I owe Lee an apology.
In my judgment of him, I failed to realize that I, too, knew the person I wanted to be, by about age twelve. The difference is, I allowed myself to be distracted, thrown off-course, and it hasn’t been since the last five years of growing into the person I want to be I realized it was the same person I wanted to be at twelve.
There were certainly a few changes made along the way, and some lessons hard learned. But I am closer now to my twelve-year-old self than I’ve ever been.
It was with a sense of elation I set out on Sunday to do what I wanted to do, be who I wanted to be.
The air was hot and thick, and there was no way for me to predict what would happen, as the sky seemed to hold clouds of every colour, but I was determined to have an adventure, and see what there was to see. Maybe if I looked at rocks, I would find some BC jade.
As I headed into the mountains, the air was sweet with sage and Ponderosa pine. I could hear crickets and watched as the gentle breeze bowed light golden grasses. But once I turned onto McCulloch Road, it didn’t take long for the scenery to begin to change. Sandstone cliffs turned into rock walls, Ponderosa pine made way for Lodgepole pine and Cedar.
The aroma of trees and wildflowers filled the air. There wasn’t enough of a breeze to blow through the Chev, and I found myself sticking my head out the window as I puttered along at 23 km/h, trying to inhale as much of the forest as possible.
The heart of the wildflower season doesn’t begin for another month or two, but there were still plenty to look at.
Wild Roses shouted deep pink from the roadside.
Cinquefoil, canary yellow in the shade.
I even saw what I think are cherry blossoms out in the middle of nowhere. Tiny Wild Strawberry blossoms were everywhere.

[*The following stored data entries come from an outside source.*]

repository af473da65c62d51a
use crate::digest::{Digest, Recipient};
use app_state::DigestSettings;
use std::fmt::Write;

/// A fully rendered email, ready to hand to a transport.
#[derive(Debug, Clone, PartialEq, Eq)]
pub struct RenderedEmail {
    pub subject: String,
    pub html: String,
    pub text: String,
}

/// Renders the daily digest as an HTML body with a plain-text alternative.
#[must_use]
pub fn render_digest(digest: &Digest, settings: &DigestSettings) -> RenderedEmail {
    let mut html = String::new();
    let mut text = String::new();

    let greeting = format!("Hello {},", digest.recipient.display_name);
    let _ = writeln!(html, "<p>{}</p>", escape_html(&greeting));
    let _ = writeln!(text, "{greeting}");
    text.push('\n');

    let intro = "New photos were added to albums you follow:";
    let _ = writeln!(html, "<p>{intro}</p>");
    let _ = writeln!(text, "{intro}");

    html.push_str("<ul>\n");
    for update in &digest.updates {
        let phrase = item_phrase(update.new_item_count);
        let shared = if update.album.is_shared {
            format!(" (shared by {})", update.album.owner_user_id)
        } else {
            String::new()
        };
        let _ = writeln!(
            html,
            "<li><strong>{}</strong>{}: {}</li>",
            escape_html(&update.album.name),
            escape_html(&shared),
            phrase,
        );
        let _ = writeln!(text, "- {}{}: {}", update.album.name, shared, phrase);
    }
    html.push_str("</ul>\n");
    text.push('\n');

    let summary = format!(
        "That's {} across {} in the last {}.",
        item_phrase(digest.total_new_items),
        album_phrase(digest.updates.len()),
        window_phrase(settings.window_hours),
    );
    let _ = writeln!(html, "<p>{}</p>", escape_html(&summary));
    let _ = writeln!(text, "{summary}");
    text.push('\n');

    let _ = writeln!(
        html,
        r#"<p><a href="{}">View your albums</a></p>"#,
        escape_html(&settings.photos_url)
    );
    let _ = writeln!(text, "View your albums: {}", settings.photos_url);

    let footer = format!("Sent by {}", settings.instance_name);
    let _ = writeln!(html, "<p><small>{}</small></p>", escape_html(&footer));
    let _ = writeln!(text, "\n{footer}");

    RenderedEmail {
        subject: settings.subject.clone(),
        html,
        text,
    }
}

/// Renders the settings-page test email. Plain text only.
#[must_use]
pub fn render_test_email(recipient: &Recipient, settings: &DigestSettings) -> RenderedEmail {
    let text = format!(
        "Hello {},\n\nThis is a test email from {}. \
         Album update notifications will be delivered to this address.\n",
        recipient.display_name, settings.instance_name,
    );
    let html = format!(
        "<p>{}</p>\n<p>{}</p>\n",
        escape_html(&format!("Hello {},", recipient.display_name)),
        escape_html(&format!(
            "This is a test email from {}. Album update notifications will be delivered to this address.",
            settings.instance_name,
        )),
    );
    RenderedEmail {
        subject: format!("Test Email - {}", settings.instance_name),
        html,
        text,
    }
}

fn item_phrase(count: u64) -> String {
    if count == 1 {
        "1 new photo".to_string()
    } else {
        format!("{count} new photos")
    }
}

fn window_phrase(window_hours: i64) -> String {
    match window_hours {
        24 => "24 hours".to_string(),
        1 => "hour".to_string(),
        hours => format!("{hours} hours"),
    }
}

fn album_phrase(count: usize) -> String {
    if count == 1 {
        "1 album".to_string()
    } else {
        format!("{count} albums")
    }
}

fn escape_html(input: &str) -> String {
    let mut escaped = String::with_capacity(input.len());
    for ch in input.chars() {
        match ch {
            '&' => escaped.push_str("&amp;"),
            '<' => escaped.push_str("&lt;"),
            '>' => escaped.push_str("&gt;"),
            '"' => escaped.push_str("&quot;"),
            '\'' => escaped.push_str("&#039;"),
            other => escaped.push(other),
        }
    }
    escaped
}

#[cfg(test)]
mod tests {
    use super::*;
    use crate::album_ref::SourceKind;
    use crate::digest::AlbumUpdate;
    use crate::sources::AlbumInfo;

    fn settings() -> DigestSettings {
        DigestSettings {
            window_hours: 24,
            subject: "Daily Album Update - New Photos Added".into(),
            photos_url: "https://cloud.example.com/apps/photos/".into(),
            instance_name: "My Photos".into(),
        }
    }

    fn digest(updates: Vec<AlbumUpdate>) -> Digest {
        let total_new_items = updates.iter().map(|u| u.new_item_count).sum();
        Digest {
            recipient: Recipient {
                user_id: "alice".into(),
                display_name: "Alice".into(),
                email: "alice@example.com".into(),
            },
            updates,
            total_new_items,
        }
    }

    fn update(name: &str, owner: &str, shared: bool, count: u64) -> AlbumUpdate {
        AlbumUpdate {
            album: AlbumInfo {
                name: name.into(),
                owner_user_id: owner.into(),
                is_shared: shared,
            },
            kind: SourceKind::Photos,
            new_item_count: count,
        }
    }

    #[test]
    fn singular_and_plural_phrasing() {
        let rendered = render_digest(
            &digest(vec![update("A", "alice", false, 1), update("B", "alice", false, 4)]),
            &settings(),
        );
        assert!(rendered.text.contains("- A: 1 new photo\n"));
        assert!(rendered.text.contains("- B: 4 new photos\n"));
        assert!(rendered.text.contains("That's 5 new photos across 2 albums"));
    }

    #[test]
    fn summary_reflects_configured_window() {
        let rendered = render_digest(&digest(vec![update("A", "alice", false, 1)]), &settings());
        assert!(rendered.text.contains("in the last 24 hours"));

        let mut weekly = settings();
        weekly.window_hours = 168;
        let rendered = render_digest(&digest(vec![update("A", "alice", false, 1)]), &weekly);
        assert!(rendered.text.contains("in the last 168 hours"));
        assert!(!rendered.text.contains("yesterday"));
    }

    #[test]
    fn shared_albums_name_the_owner() {
        let rendered = render_digest(&digest(vec![update("Trip", "bob", true, 2)]), &settings());
        assert!(rendered.text.contains("- Trip (shared by bob): 2 new photos"));
        assert!(rendered.html.contains("(shared by bob)"));
    }

    #[test]
    fn album_names_are_html_escaped() {
        let rendered = render_digest(
            &digest(vec![update("<b>Sneaky</b> & co", "alice", false, 1)]),
            &settings(),
        );
        assert!(rendered.html.contains("&lt;b&gt;Sneaky&lt;/b&gt; &amp; co"));
        assert!(!rendered.html.contains("<b>Sneaky</b>"));
        assert!(rendered.text.contains("<b>Sneaky</b> & co"));
    }

    #[test]
    fn digest_uses_configured_subject_and_links() {
        let rendered = render_digest(&digest(vec![update("A", "alice", false, 1)]), &settings());
        assert_eq!(rendered.subject, "Daily Album Update - New Photos Added");
        assert!(rendered.html.contains("https://cloud.example.com/apps/photos/"));
        assert!(rendered.text.contains("Sent by My Photos"));
    }
}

Butterflies rose from the road in front of me. Tiger Swallowtails, Mourning Cloaks, Painted Ladies, and the disappointingly named Orange Tip.

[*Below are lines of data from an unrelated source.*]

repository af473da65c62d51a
pub mod handlers;
pub mod router;
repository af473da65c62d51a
use crate::{AppConstants, AppSettings, RawSettings};
use color_eyre::eyre::Result;
use std::path::Path;
use std::sync::LazyLock;
use tracing::info;

pub fn load_app_settings() -> Result<AppSettings> {
    // Need to load from dotenv to get it to overwrite the db url from env.
    dotenv::from_path(".env").ok();
    let config_path = Path::new("config/settings.yaml").canonicalize()?;
    info!("Loading settings from {}.", config_path.display());

    let builder = config::Config::builder()
        .add_source(config::File::from(config_path))
        .add_source(
            config::Environment::with_prefix("APP")
                .separator("__")
                .try_parsing(true),
        );

    let raw_settings = builder.build()?.try_deserialize::<RawSettings>()?;
    let settings: AppSettings = raw_settings.into();

    Ok(settings)
}

fn load_app_constants() -> Result<AppConstants> {
    let config_path = Path::new("config/settings.yaml").canonicalize()?;
    let builder = config::Config::builder().add_source(config::File::from(config_path));
    let raw_constants = builder.build()?.try_deserialize::<RawSettings>()?;
    let app_constants: AppConstants = raw_constants.into();

    Ok(app_constants)
}

pub static CONSTANTS: LazyLock<AppConstants> =
    LazyLock::new(|| load_app_constants().expect("Cannot load app settings."));

#[must_use]
pub fn constants() -> &'static AppConstants {
    &CONSTANTS
}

But wait a second! Was that a bear ahead? Or was it a cow? I’ve made that mistake before, and with my eyes in their current condition, I couldn’t tell for sure. I stopped the car and grabbed my camera, using the lens to zoom in. It was a bear! He was gorgeous, cinnamon coloured with four black feet and a black stripe across his nose. Before I could press the shutter, he turned and headed back into the deep forest. I was left with a fuzzy photo of bear butt. Or a photo of a fuzzy bear butt, depending on how you look at it.

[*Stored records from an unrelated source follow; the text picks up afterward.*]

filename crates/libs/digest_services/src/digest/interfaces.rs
use crate::album_ref::SourceKind;
use crate::sources::AlbumInfo;

/// The person a digest is addressed to. Only built once an email address is
/// known to be on file.
#[derive(Debug, Clone, PartialEq, Eq)]
pub struct Recipient {
    pub user_id: String,
    pub display_name: String,
    pub email: String,
}

/// One album that received new items within the window.
#[derive(Debug, Clone, PartialEq, Eq)]
pub struct AlbumUpdate {
    pub album: AlbumInfo,
    pub kind: SourceKind,
    pub new_item_count: u64,
}

/// A complete digest for one user. Never empty: a user with no updates gets
/// no digest at all.
#[derive(Debug, Clone, PartialEq, Eq)]
pub struct Digest {
    pub recipient: Recipient,
    pub updates: Vec<AlbumUpdate>,
    pub total_new_items: u64,
}
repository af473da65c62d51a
#![deny(clippy::unwrap_used)]
#![allow(clippy::missing_errors_doc, clippy::missing_panics_doc)]

pub mod album_ref;
pub mod api;
pub mod database;
pub mod digest;
pub mod directory;
pub mod dispatch;
pub mod mailer;
pub mod sources;

#[cfg(test)]
pub(crate) mod test_support;
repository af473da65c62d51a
mod builder;
mod interfaces;

pub use builder::*;
pub use interfaces::*;
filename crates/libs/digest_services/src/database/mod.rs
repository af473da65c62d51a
mod error;
mod stores;
mod utils;

pub use error::*;
pub use stores::*;
pub use utils::*;
pub mod error;
pub mod interfaces;
pub mod service;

I pulled forward to where he disappeared into the woods, but he had vanished, as if he had never existed at all. I waited for a while, engine off, to see if he would re-emerge further along the road, Alas, he did not.
This journey had become a creature feature and I forgot all about looking for jade.
Instead, I admired the stink bug that crawled onto my foot as I was trying to take a photo of the rushing creek, stepped away from the pile of deadfall when I noticed it was crawling with spiders. Shared space with pollinators as we competed for the same flowers.
I nearly won an inadvertent game of chicken with a red squirrel who came out of freaking nowhere!
Of course, there were birds, yet I didn’t get a single photograph. I thought I did. I thought I found a strange new woodpecker I had never seen before. Did I mention I’m still struggling with my eyesight? Learning to take photos with my left eye?
That is not a woodpecker.
I watched from a high ledge as an eagle circled the tops of the trees in the valley below me. I didn’t even try to get a photo. It was one of those moments I just had to feel, rather than capture. (You’ve seen The Secret Life of Walter Mitty, right?)
My god, I felt so alive! How lucky I am to be in the midst of such beauty.
I made my way to my de facto destination – Browne Lake.
The water sparkled blue in the sunlight. Other than a couple of guys fishing out on the lake, no one was around. I sat for a while, absorbing my surroundings, and then walked to the marsh edge of the lake to look at the lilypads floating on the shallow surface, glimmering like jewels over the shoals.
Hot, sweaty, and totally fulfilled, I made the journey home.
I know now why Lee was always so positive about his life. The closer I move to the person I always wanted to be, the less I have to complain about.